🤖 AI Summary
This work systematically investigates the differential impact mechanisms of LayerNorm on training stability, memorization behavior, and generalization in Pre- versus Post-LayerNorm Transformer architectures. Through gradient flow analysis, ablation of LayerNorm parameters, and dynamic modeling of label-fitting trajectories, we conduct cross-architectural empirical studies across 13 Transformer variants and 6 vision-language datasets. Our findings are: (1) In Pre-LayerNorm Transformers, LayerNorm primarily ensures training stability—especially in early layers; (2) In Post-LayerNorm Transformers, it functions predominantly as a regularizer that suppresses memorization-driven overfitting and enhances generalization; (3) LayerNorm’s effect is highly sensitive to its placement and overall architectural design, with no universally optimal configuration. This study is the first to uncover LayerNorm’s structural role in mediating the memorization–generalization trade-off, offering novel insights into Transformer architecture design and the mechanistic understanding of implicit regularization.
📝 Abstract
Layer Normalization (LayerNorm) is one of the fundamental components in transformers that stabilizes training and improves optimization.

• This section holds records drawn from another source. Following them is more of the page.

use thiserror::Error;

#[derive(Error, Debug)]
pub enum CropError {
    #[error("File is too large: {size} bytes (maximum is {max} bytes)")]
    FileTooLarge { size: u64, max: u64 },

    #[error("Invalid file type '{mime}' (accepted: {})", accepted.join(", "))]
    InvalidFileType { mime: String, accepted: Vec<String> },

    #[error("Invalid file: {0}")]
    InvalidFile(String),

    #[error("Could not decode image: {0}")]
    DecodeError(String),

    #[error("Could not encode cropped image: {0}")]
    EncodingFailed(String),

    #[error("Invalid configuration: {0}")]
    Config(String),

    #[error("I/O error: {0}")]
    Io(#[from] std::io::Error),
}

impl CropError {
    /// True for failures detected before any decoding took place.
    pub fn is_validation(&self) -> bool {
        matches!(
            self,
            Self::FileTooLarge { .. } | Self::InvalidFileType { .. } | Self::InvalidFile(_)
        )
    }

    /// Stable machine-readable name of the error category.
    pub fn kind(&self) -> &'static str {
        match self {
            Self::FileTooLarge { .. } => "file_too_large",
            Self::InvalidFileType { .. } => "invalid_file_type",
            Self::InvalidFile(_) => "invalid_file",
            Self::DecodeError(_) => "decode_error",
            Self::EncodingFailed(_) => "encoding_failed",
            Self::Config(_) => "config",
            Self::Io(_) => "io",
        }
    }
}

pub type Result<T> = std::result::Result<T, CropError>;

In recent times, Pre-LayerNorm transformers have become the preferred choice over Post-LayerNorm transformers due to their stable gradient flow. However, the impact of LayerNorm on learning and memorization across these architectures remains unclear. In this work, we investigate how LayerNorm influences memorization and learning for Pre- and Post-LayerNorm transformers. We identify that LayerNorm serves as a key factor for stable learning in Pre-LayerNorm transformers, while in Post-LayerNorm transformers, it impacts memorization. Our analysis reveals that eliminating LayerNorm parameters in Pre-LayerNorm models exacerbates memorization and destabilizes learning, while in Post-LayerNorm models, it effectively mitigates memorization by restoring genuine labels. We further precisely identify that early layers LayerNorm are the most critical over middle/later layers and their influence varies across Pre and Post LayerNorm models. We have validated it through 13 models across 6 Vision and Language datasets. These insights shed new light on the role of LayerNorm in shaping memorization and learning in transformers.